## ASSIGNMENT
Please give an exact transcription of the lines below, from the one that contains "image URL or" to the very last, with no other lines.

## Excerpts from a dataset
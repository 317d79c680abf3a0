//! The `describe-image` tool.

use crate::tools::{McpTool, ToolOutput};
use crate::{McpError, McpResult};
use async_trait::async_trait;
use pictor_core::DescriptionResult;
use pictor_media::ReferenceResolver;
use pictor_models::{ChatCompletion, DescriptionRequester};
use serde_json::{json, Value};
use tracing::{debug, instrument};

/// Resolves an image reference and asks the model to describe it.
pub struct DescribeImageTool<C> {
    resolver: ReferenceResolver,
    requester: DescriptionRequester<C>,
}

impl<C: ChatCompletion> DescribeImageTool<C> {
    /// Create the tool from its two collaborators.
    pub fn new(resolver: ReferenceResolver, requester: DescriptionRequester<C>) -> Self {
        Self {
            resolver,
            requester,
        }
    }

    /// Resolve `image_url` and describe it with the default model.
    ///
    /// A read failure short-circuits before any network call.
    #[instrument(skip(self))]
    pub async fn describe(&self, image_url: &str) -> DescriptionResult {
        match self.resolver.resolve(image_url).await {
            Ok(reference) => self.requester.describe_with_default(reference).await,
            Err(e) => DescriptionResult::from(&e),
        }
    }
}

#[async_trait]
impl<C: ChatCompletion + 'static> McpTool for DescribeImageTool<C> {
    fn name(&self) -> &str {
        "describe-image"
    }

    fn title(&self) -> &str {
        "Describe Image"
    }

    fn description(&self) -> &str {
        "Describe an image by URL"
    }

    fn input_schema(&self) -> Value {
        json!({
            "type": "object",
            "properties": {
                "imageUrl": {
                    "type": "string",
                    "description": "The image URL or local file path to describe"
                }
            },
            "required": ["imageUrl"]
        })
    }

    async fn execute(&self, input: Value) -> McpResult<ToolOutput> {
        debug!(input = ?input, "Describe image tool called");

        let image_url = input
            .get("imageUrl")
            .and_then(|v| v.as_str())
            .ok_or_else(|| McpError::InvalidInput("Missing 'imageUrl' field".to_string()))?;

        Ok(self.describe(image_url).await.into())
    }
}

## RESPONSE TO THE TASK
                    "description": "The image URL or local file path to describe"
                }
            },
            "required": ["imageUrl"]
        })
    }

    async fn execute(&self, input: Value) -> McpResult<ToolOutput> {
        debug!(input = ?input, "Describe image tool called");

        let image_url = input
            .get("imageUrl")
            .and_then(|v| v.as_str())
            .ok_or_else(|| McpError::InvalidInput("Missing 'imageUrl' field".to_string()))?;

        Ok(self.describe(image_url).await.into())
    }
}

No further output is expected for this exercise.